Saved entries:
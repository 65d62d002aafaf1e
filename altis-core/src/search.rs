use serde::{Deserialize, Serialize};
use chrono::{NaiveDate, NaiveDateTime, NaiveTime};
use std::fmt;

use crate::CoreError;

/// Largest party a single search may ask for.
pub const MAX_PASSENGERS: u32 = 9;

// ============================================================================
// Request Models
// ============================================================================

#[derive(Debug, Clone, Serialize, Deserialize, PartialEq)]
pub struct SearchRequest {
    pub legs: Vec<Leg>,
    pub passengers: u32,
    #[serde(default)]
    pub filters: Option<SearchFilters>,
    #[serde(default = "default_currency")]
    pub currency: String,
    #[serde(default)]
    pub cabin_class: CabinClass,
}

fn default_currency() -> String { "USD".to_string() }

/// One directional origin -> destination request. Places are free-form
/// (IATA code or city name) and resolved per provider.
#[derive(Debug, Clone, Serialize, Deserialize, PartialEq, Eq)]
pub struct Leg {
    pub origin: String,
    pub destination: String,
    pub departure_date: NaiveDate, // Just date, providers pick the times
}

#[derive(Debug, Clone, Default, Serialize, Deserialize, PartialEq)]
pub struct SearchFilters {
    pub min_price: Option<f64>,
    pub max_price: Option<f64>,
    pub max_stops: Option<u32>,
    #[serde(default)]
    pub airline_codes: Vec<String>,
    pub departure_time_range: Option<TimeRange>,
}

#[derive(Debug, Clone, Copy, Serialize, Deserialize, PartialEq, Eq)]
pub struct TimeRange {
    pub from: NaiveTime,
    pub to: NaiveTime,
}

impl TimeRange {
    /// Inclusive on both ends. A window whose `from` is after `to` wraps midnight.
    pub fn contains(&self, time: NaiveTime) -> bool {
        if self.from <= self.to {
            time >= self.from && time <= self.to
        } else {
            time >= self.from || time <= self.to
        }
    }
}

#[derive(Debug, Clone, Copy, Default, Serialize, Deserialize, PartialEq, Eq)]
#[serde(rename_all = "snake_case")]
pub enum CabinClass {
    #[default]
    Economy,
    PremiumEconomy,
    Business,
    First,
}

impl CabinClass {
    pub fn as_str(&self) -> &'static str {
        match self {
            CabinClass::Economy => "economy",
            CabinClass::PremiumEconomy => "premium_economy",
            CabinClass::Business => "business",
            CabinClass::First => "first",
        }
    }
}

impl SearchRequest {
    /// Structural checks run before any provider is contacted.
    pub fn validate(&self) -> Result<(), CoreError> {
        if self.legs.is_empty() {
            return Err(CoreError::RequestInvalid("at least one leg is required".to_string()));
        }
        if self.passengers < 1 {
            return Err(CoreError::RequestInvalid("passengers must be at least 1".to_string()));
        }
        if self.passengers > MAX_PASSENGERS {
            return Err(CoreError::RequestInvalid(format!(
                "passengers must be at most {}",
                MAX_PASSENGERS
            )));
        }

        for (index, leg) in self.legs.iter().enumerate() {
            if leg.origin.trim().is_empty() || leg.destination.trim().is_empty() {
                return Err(CoreError::RequestInvalid(format!(
                    "leg {} needs both an origin and a destination",
                    index
                )));
            }
        }

        if let Some(filters) = &self.filters {
            let negative = |v: Option<f64>| v.map(|p| p < 0.0 || p.is_nan()).unwrap_or(false);
            if negative(filters.min_price) || negative(filters.max_price) {
                return Err(CoreError::RequestInvalid("price bounds must be non-negative".to_string()));
            }
            if let (Some(min), Some(max)) = (filters.min_price, filters.max_price) {
                if min > max {
                    return Err(CoreError::RequestInvalid(format!(
                        "min_price {} exceeds max_price {}",
                        min, max
                    )));
                }
            }
        }

        Ok(())
    }

    /// Split the request into one owned unit of work per leg.
    pub fn leg_searches(&self) -> Vec<LegSearch> {
        self.legs
            .iter()
            .enumerate()
            .map(|(leg_index, leg)| LegSearch {
                leg_index,
                leg: leg.clone(),
                passengers: self.passengers,
                filters: self.filters.clone(),
                currency: self.currency.clone(),
                cabin_class: self.cabin_class,
            })
            .collect()
    }
}

/// Everything a provider needs to search a single leg.
#[derive(Debug, Clone, PartialEq)]
pub struct LegSearch {
    pub leg_index: usize,
    pub leg: Leg,
    pub passengers: u32,
    pub filters: Option<SearchFilters>,
    pub currency: String,
    pub cabin_class: CabinClass,
}

impl LegSearch {
    pub fn max_stops(&self) -> Option<u32> {
        self.filters.as_ref().and_then(|f| f.max_stops)
    }
}

// ============================================================================
// Canonical Offer Models
// ============================================================================

#[derive(Debug, Clone, Copy, Serialize, Deserialize, PartialEq, Eq, PartialOrd, Ord, Hash)]
#[serde(rename_all = "snake_case")]
pub enum ProviderId {
    SkyScrapper,
    Duffel,
    Synthetic,
    Inventory,
}

impl ProviderId {
    pub const ALL: [ProviderId; 4] = [
        ProviderId::SkyScrapper,
        ProviderId::Duffel,
        ProviderId::Synthetic,
        ProviderId::Inventory,
    ];

    pub fn as_str(&self) -> &'static str {
        match self {
            ProviderId::SkyScrapper => "sky_scrapper",
            ProviderId::Duffel => "duffel",
            ProviderId::Synthetic => "synthetic",
            ProviderId::Inventory => "inventory",
        }
    }
}

impl fmt::Display for ProviderId {
    fn fmt(&self, f: &mut fmt::Formatter<'_>) -> fmt::Result {
        f.write_str(self.as_str())
    }
}

impl std::str::FromStr for ProviderId {
    type Err = CoreError;

    fn from_str(s: &str) -> Result<Self, Self::Err> {
        ProviderId::ALL
            .into_iter()
            .find(|id| id.as_str() == s.trim())
            .ok_or_else(|| CoreError::UnknownProvider(s.to_string()))
    }
}

#[derive(Debug, Clone, Default, Serialize, Deserialize, PartialEq)]
pub struct Airline {
    pub code: String,
    pub name: String,
    #[serde(skip_serializing_if = "Option::is_none")]
    pub logo_url: Option<String>,
}

#[derive(Debug, Clone, Serialize, Deserialize, PartialEq)]
pub struct Stop {
    pub airport_code: String,
    pub layover_minutes: u32,
}

/// A single priced offer for one leg, normalized across providers.
///
/// `id` is stable for a given provider offer so callers can deduplicate on
/// `(provider_id, id)`. `stops_count` is `None` when the upstream did not say;
/// when `stops` is populated its length equals `stops_count`.
#[derive(Debug, Clone, Serialize, Deserialize, PartialEq)]
pub struct Flight {
    pub id: String,
    pub price: f64,
    pub currency: String,
    pub duration_minutes: u32,
    pub origin_iata: String,
    pub destination_iata: String,
    pub departure: String,
    pub arrival: String,
    pub airline: Airline,
    pub flight_number: String,
    pub stops_count: Option<u32>,
    #[serde(default)]
    pub stops: Vec<Stop>,
    pub provider_id: ProviderId,
    pub leg_index: usize,
}

impl Flight {
    /// Local departure time, if the provider gave a parseable timestamp.
    pub fn departure_time(&self) -> Option<NaiveTime> {
        parse_local_datetime(&self.departure).map(|dt| dt.time())
    }
}

/// Parse the timestamp shapes upstreams send: naive ISO-8601 with or without
/// seconds, or RFC 3339 with an offset (the local wall time is kept).
pub fn parse_local_datetime(value: &str) -> Option<NaiveDateTime> {
    let value = value.trim();
    if value.is_empty() {
        return None;
    }
    if let Ok(dt) = chrono::DateTime::parse_from_rfc3339(value) {
        return Some(dt.naive_local());
    }
    NaiveDateTime::parse_from_str(value, "%Y-%m-%dT%H:%M:%S")
        .or_else(|_| NaiveDateTime::parse_from_str(value, "%Y-%m-%dT%H:%M"))
        .or_else(|_| NaiveDateTime::parse_from_str(value, "%Y-%m-%dT%H:%M:%S%.f"))
        .ok()
}

/// Minutes between two upstream timestamps, if both parse and are ordered.
pub fn minutes_between(from: &str, to: &str) -> Option<u32> {
    let start = parse_local_datetime(from)?;
    let end = parse_local_datetime(to)?;
    let minutes = (end - start).num_minutes();
    u32::try_from(minutes).ok()
}

// ============================================================================
// Response Models
// ============================================================================

/// A leg-scoped failure surfaced to the caller instead of being swallowed.
#[derive(Debug, Clone, Serialize, Deserialize, PartialEq)]
pub struct LegFailure {
    pub provider: ProviderId,
    pub message: String,
}

#[derive(Debug, Clone, Serialize, Deserialize, PartialEq)]
pub struct LegResult {
    pub leg_index: usize,
    pub flights: Vec<Flight>,
    #[serde(default, skip_serializing_if = "Vec::is_empty")]
    pub failures: Vec<LegFailure>,
}

impl LegResult {
    pub fn empty(leg_index: usize) -> Self {
        Self {
            leg_index,
            flights: Vec::new(),
            failures: Vec::new(),
        }
    }

    pub fn with_flights(leg_index: usize, flights: Vec<Flight>) -> Self {
        Self {
            leg_index,
            flights,
            failures: Vec::new(),
        }
    }

    pub fn failed(leg_index: usize, provider: ProviderId, message: impl Into<String>) -> Self {
        Self {
            leg_index,
            flights: Vec::new(),
            failures: vec![LegFailure {
                provider,
                message: message.into(),
            }],
        }
    }
}

#[derive(Debug, Clone, Serialize, Deserialize, PartialEq)]
pub struct SearchResponse {
    pub legs: Vec<LegResult>,
}

// ============================================================================
// Polling Session
// ============================================================================

#[derive(Debug, Clone, Copy, Serialize, Deserialize, PartialEq, Eq)]
#[serde(rename_all = "lowercase")]
pub enum SessionStatus {
    Pending,
    Complete,
}

/// Held only while one leg is being searched against a polling upstream.
#[derive(Debug, Clone, PartialEq, Eq)]
pub struct SessionContext {
    pub session_id: Option<String>,
    pub status: SessionStatus,
}

impl SessionContext {
    /// Polling only makes sense with a session to poll and an unfinished search.
    pub fn needs_polling(&self) -> bool {
        self.status == SessionStatus::Pending
            && self.session_id.as_deref().is_some_and(|id| !id.is_empty())
    }
}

### PROBLEM DESCRIPTION
Repeat exactly the lines above, starting with the first line of the records and finishing with the line holding "may ask for.". Add no other line.

### RESULT OF THIS TASK
repository 65d62d002aafaf1e
filename altis-core/src/search.rs
use serde::{Deserialize, Serialize};
use chrono::{NaiveDate, NaiveDateTime, NaiveTime};
use std::fmt;

use crate::CoreError;

/// Largest party a single search may ask for.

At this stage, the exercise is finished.